Cambridge-based Biogen Idec Inc. and Ireland-based Elan Corp. defended their multiple sclerosis drug Tysabri after reporting two new cases of a potentially fatal side effect, saying the treatment is still worth the risk to patients.

There are no plans to pull the drug off the market, and the company said its current monitoring program for cases of a rare but sometimes fatal brain disorder is adequate.

The announcement of two new cases of the rare viral infection called progressive multifocal leukoencephalopathy, or PML, sent shares for both companies plummeting and reignited already simmering concerns about the drug’s sales potential.

It was pulled from the market in 2005 after being linked to the rare brain disease but was reintroduced under restricted sales conditions in mid-2006. The risks associated with the drug are clearly labeled, the company said, and all patients are not only notified but have to sign a waiver acknowledging the risks.

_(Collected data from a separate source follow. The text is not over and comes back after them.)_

use desktop_app_contract::AppMountContext;
use leptos::*;
use platform_host::{DESKTOP_DIR_PATH, HOME_DIR_PATH};

use crate::navigation::{breadcrumbs, folder_items, FolderHistory, FolderItem};
use crate::{activate_path, filesystem_memo, FolderContents, ViewMode, ViewModeToggle};

struct Place {
    label: &'static str,
    glyph: &'static str,
    path: &'static str,
}

static FAVORITES: [Place; 4] = [
    Place {
        label: "Documents",
        glyph: "📁",
        path: "/home/user/Documents",
    },
    Place {
        label: "Desktop",
        glyph: "🖥️",
        path: DESKTOP_DIR_PATH,
    },
    Place {
        label: "Downloads",
        glyph: "📥",
        path: "/home/user/Downloads",
    },
    Place {
        label: "Pictures",
        glyph: "🖼️",
        path: "/home/user/Pictures",
    },
];

static LOCATIONS: [Place; 2] = [
    Place {
        label: "Applications",
        glyph: "🗂️",
        path: "/Applications",
    },
    Place {
        label: "System",
        glyph: "⚙️",
        path: "/System",
    },
];

fn place_links(places: &'static [Place], go: Callback<String>) -> impl IntoView {
    places
        .iter()
        .map(|place| {
            view! {
                <button type="button" class="finder-place" on:click=move |_| go.call(place.path.to_string())>
                    <span aria-hidden="true">{place.glyph}</span>
                    <span>{place.label}</span>
                </button>
            }
        })
        .collect_view()
}

#[component]
/// Single-pane browser with breadcrumbs, back/forward history, and grid or list views.
pub fn FinderApp(
    /// Runtime services for this window.
    context: AppMountContext,
) -> impl IntoView {
    let services = context.services;
    let desktop_files = services.desktop_files;
    let fs = filesystem_memo(desktop_files);

    let history = create_rw_signal(FolderHistory::new(HOME_DIR_PATH));
    let view_mode = create_rw_signal(ViewMode::List);
    let selected = create_rw_signal(None::<String>);

    let current = move || history.with(|history| history.current().to_string());
    let items = create_memo(move |_| {
        let path = current();
        fs.with(|fs| folder_items(fs, &path))
    });

    let go = Callback::new(move |path: String| {
        history.update(|history| history.visit(&path));
        selected.set(None);
    });
    let step = move |forward: bool| {
        let moved = history
            .try_update(|history| if forward { history.forward() } else { history.back() })
            .unwrap_or(false);
        if moved {
            selected.set(None);
        }
    };

    view! {
        <div class="app-shell app-finder-shell" class:dark=move || services.is_dark()>
            <div class="app-toolbar">
                <button
                    type="button"
                    class="app-action"
                    title="Back"
                    disabled=move || history.with(|history| !history.can_go_back())
                    on:click=move |_| step(false)
                >
                    "←"
                </button>
                <button
                    type="button"
                    class="app-action"
                    title="Forward"
                    disabled=move || history.with(|history| !history.can_go_forward())
                    on:click=move |_| step(true)
                >
                    "→"
                </button>
                <button type="button" class="app-action" title="Home" on:click=move |_| go.call(HOME_DIR_PATH.to_string())>
                    "🏠"
                </button>

                <nav class="finder-breadcrumbs" aria-label="Path">
                    {move || {
                        let crumbs = breadcrumbs(&current());
                        let last = crumbs.len() - 1;
                        crumbs
                            .into_iter()
                            .enumerate()
                            .map(|(index, crumb)| {
                                let path = crumb.path.clone();
                                let is_current = index == last;
                                view! {
                                    {(index > 0).then(|| view! { <span class="finder-crumb-sep">"›"</span> })}
                                    <button
                                        type="button"
                                        class="finder-crumb"
                                        class:current=is_current
                                        on:click=move |_| go.call(path.clone())
                                    >
                                        {crumb.label}
                                    </button>
                                }
                            })
                            .collect_view()
                    }}
                </nav>

                <ViewModeToggle view_mode=view_mode />
            </div>

            <div class="finder-body">
                <aside class="finder-sidebar">
                    <button type="button" class="finder-place" on:click=move |_| go.call(HOME_DIR_PATH.to_string())>
                        <span aria-hidden="true">"🏠"</span>
                        <span>"Home"</span>
                    </button>
                    <h4>"Favorites"</h4>
                    {place_links(&FAVORITES, go)}
                    <h4>"Locations"</h4>
                    {place_links(&LOCATIONS, go)}
                </aside>

                <section class="finder-content">
                    <FolderContents
                        items=items
                        view_mode=view_mode
                        selected=selected
                        on_click=move |item: FolderItem| selected.set(Some(item.path))
                        on_activate=move |path: String| {
                            activate_path(fs, desktop_files, |folder| go.call(folder), &path)
                        }
                    />
                </section>
            </div>

            <div class="app-statusbar">
                <span>{move || format!("{} items", items.with(Vec::len))}</span>
                <span>{move || if selected.with(Option::is_some) { "1 item selected" } else { "" }}</span>
            </div>
        </div>
    }
}
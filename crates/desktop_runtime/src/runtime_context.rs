//! Runtime provider and context wiring for the desktop shell.
//!
//! This module owns the long-lived reducer container, the runtime effect queue, the shared clock
//! signal, and the bridge that turns app commands into reducer actions. UI composition stays in
//! [`crate::components`].

use desktop_app_contract::{AppCommand, AppServiceSignals, AppServices};
use leptos::*;
use platform_host::{local_clock_now, next_monotonic_timestamp_ms, LocalClock};

use crate::{
    effect_executor,
    host::DesktopHostContext,
    model::DesktopState,
    reducer::{reduce_desktop, DesktopAction, RuntimeEffect},
};

#[derive(Clone, Copy)]
/// Leptos context for reading desktop runtime state and dispatching [`DesktopAction`] values.
pub struct DesktopRuntimeContext {
    /// Host service bundle for executing runtime side effects and environment queries.
    pub host: StoredValue<DesktopHostContext>,
    /// Reactive desktop state signal.
    pub state: RwSignal<DesktopState>,
    /// Queue of runtime effects emitted by the reducer and processed by the executor.
    pub effects: RwSignal<Vec<RuntimeEffect>>,
    /// Wall clock refreshed every second.
    pub clock: RwSignal<LocalClock>,
    /// Reducer dispatch callback.
    pub dispatch: Callback<DesktopAction>,
}

impl DesktopRuntimeContext {
    /// Dispatches a reducer action through the runtime context callback.
    pub fn dispatch_action(&self, action: DesktopAction) {
        self.dispatch.call(action);
    }

    /// Builds the service bundle handed to mounted apps.
    pub fn app_services(&self) -> AppServices {
        let runtime = *self;
        let state = self.state;
        let sender = Callback::new(move |command: AppCommand| {
            runtime.dispatch_action(command_action(command, next_monotonic_timestamp_ms()));
        });
        let host = self.host.get_value();
        AppServices::new(
            sender,
            AppServiceSignals {
                theme: Signal::derive(move || state.with(|s| s.theme)),
                desktop_files: Signal::derive(move || state.with(|s| s.desktop_files.clone())),
                wallpaper: Signal::derive(move || state.with(|s| s.wallpaper.clone())),
                opened_document: Signal::derive(move || {
                    state.with(|s| s.opened_document.clone())
                }),
            },
            host.local_store(),
            host.session_store(),
        )
    }
}

/// Maps an app request to the reducer action that fulfils it.
pub fn command_action(command: AppCommand, at_ms: u64) -> DesktopAction {
    match command {
        AppCommand::Notify { title, message } => DesktopAction::Notify {
            title,
            message,
            at_ms,
        },
        AppCommand::SaveToDesktop { name, content } => DesktopAction::SaveNoteToDesktop {
            name,
            content,
            at_ms,
        },
        AppCommand::DeleteDesktopFile { id } => DesktopAction::DeleteDesktopFile { id },
        AppCommand::OpenFile { name, content } => DesktopAction::OpenFile {
            name,
            content,
            at_ms,
        },
        AppCommand::SetWallpaper(selection) => DesktopAction::SetWallpaper { selection, at_ms },
        AppCommand::OpenExternalUrl { url } => DesktopAction::OpenExternalUrl { url },
    }
}

#[component]
/// Provides [`DesktopRuntimeContext`] to descendant components and boots persisted state.
pub fn DesktopProvider(
    /// Host bundle assembled by the entry layer; defaults to browser storage.
    #[prop(optional)]
    host: Option<DesktopHostContext>,
    children: Children,
) -> impl IntoView {
    let host = store_value(host.unwrap_or_default());
    let state = create_rw_signal(DesktopState::default());
    let effects = create_rw_signal(Vec::<RuntimeEffect>::new());
    let clock = create_rw_signal(local_clock_now());

    let dispatch = Callback::new(move |action: DesktopAction| {
        let mut desktop = state.get_untracked();
        let previous = desktop.clone();

        match reduce_desktop(&mut desktop, action) {
            Ok(new_effects) => {
                if desktop != previous {
                    state.set(desktop);
                }
                if !new_effects.is_empty() {
                    let mut queue = effects.get_untracked();
                    queue.extend(new_effects);
                    effects.set(queue);
                }
            }
            Err(err) => logging::warn!("desktop reducer error: {err}"),
        }
    });

    let runtime = DesktopRuntimeContext {
        host,
        state,
        effects,
        clock,
        dispatch,
    };

    provide_context(runtime);

    effect_executor::install(runtime);
    runtime.host.get_value().install_boot_hydration(runtime);

    children().into_view()
}

/// Returns the current [`DesktopRuntimeContext`].
///
/// # Panics
///
/// Panics if called outside [`DesktopProvider`].
pub fn use_desktop_runtime() -> DesktopRuntimeContext {
    use_context::<DesktopRuntimeContext>().expect("DesktopRuntimeContext not provided")
}

#[cfg(test)]
mod tests {
    use desktop_app_contract::WallpaperSelection;
    use pretty_assertions::assert_eq;

    use super::*;

    #[test]
    fn app_commands_map_to_timestamped_actions() {
        assert_eq!(
            command_action(
                AppCommand::SaveToDesktop {
                    name: "a.txt".to_string(),
                    content: "x".to_string(),
                },
                42,
            ),
            DesktopAction::SaveNoteToDesktop {
                name: "a.txt".to_string(),
                content: "x".to_string(),
                at_ms: 42,
            }
        );
        assert_eq!(
            command_action(
                AppCommand::SetWallpaper(WallpaperSelection::fixed("#121212")),
                7,
            ),
            DesktopAction::SetWallpaper {
                selection: WallpaperSelection::fixed("#121212"),
                at_ms: 7,
            }
        );
        assert_eq!(
            command_action(
                AppCommand::DeleteDesktopFile {
                    id: "9".to_string()
                },
                1
            ),
            DesktopAction::DeleteDesktopFile {
                id: "9".to_string()
            }
        );
    }
}
use desktop_runtime::{DesktopProvider, DesktopShell};
use leptos::*;
use leptos_meta::*;

#[component]
pub fn SiteApp() -> impl IntoView {
    provide_meta_context();

    view! {
        <Title text="WebOS" />
        <Meta name="description" content="A web-based operating system interface" />
        <Meta name="viewport" content="width=device-width, initial-scale=1" />

        <main class="site-root">
            <DesktopEntry />
        </main>
    }
}

#[component]
pub fn DesktopEntry() -> impl IntoView {
    view! {
        <DesktopProvider>
            <DesktopShell />
        </DesktopProvider>
    }
}
//! Typed host-domain contracts and shared models used across the desktop runtime and browser
//! adapters.
//!
//! This crate is the API-first boundary for platform services. It exposes the string key-value
//! storage contract with in-memory implementations, the persisted record types exchanged through
//! it, the read-only mock filesystem consumed by the file-browsing apps, the built-in wallpaper
//! catalog, and time/random helpers.
//! Concrete browser adapters live in `platform_host_web`.

#![warn(missing_docs, rustdoc::broken_intra_doc_links)]

pub mod fs;
pub mod storage;
pub mod time;
pub mod wallpaper;

pub use fs::path::{join_virtual_path, normalize_virtual_path, parent_virtual_path};
pub use fs::tree::{default_filesystem, graft_desktop_files, DESKTOP_DIR_PATH, HOME_DIR_PATH};
pub use fs::types::{FsEntry, FsLookupError, FsNode, MockFilesystem};
pub use storage::kv::{
    load_collection_with, load_json_with, save_json_with, KeyValueStore, MemoryKeyValueStore,
    NoopKeyValueStore,
};
pub use storage::records::{CustomWallpaperRecord, DesktopFile};
pub use storage::{CUSTOM_WALLPAPERS_KEY, NOTES_DRAFT_KEY, SAVED_NOTES_KEY};
pub use time::{
    local_clock_at, local_clock_now, next_monotonic_timestamp_ms, random_unit, unix_time_ms_now,
    LocalClock,
};
pub use wallpaper::{
    is_custom_wallpaper, is_solid_color, preset_by_path, WallpaperCategory, WallpaperPreset,
    DYNAMIC_WALLPAPER,
};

PML almost always occurs in people with a severe immune deficiency, as is the case with most patients taking Tysabri. Multiple sclerosis is an autoimmune disorder that results in physical and neurological damage.

There are about 32,000 patients on Tysabri worldwide, with 17,800 in the U.S., the company said. It would not comment on its financial outlook, but did say future cases of Tysabri were anticipated and factored into the goal of eventually getting the drug to 100,000 patients worldwide.

Biogen and Elan would not comment the number of suspected cases, only confirmed cases. Both new cases came out of European, with the first patient having been on Tysabri for 17 months. Another, who is still hospitalized, had been on Tysabri for 14 months.

Still, the company said it can count about 6,600 patients on the drug for about 18 months now, reinforcing its stance that the treatment is worth the risk.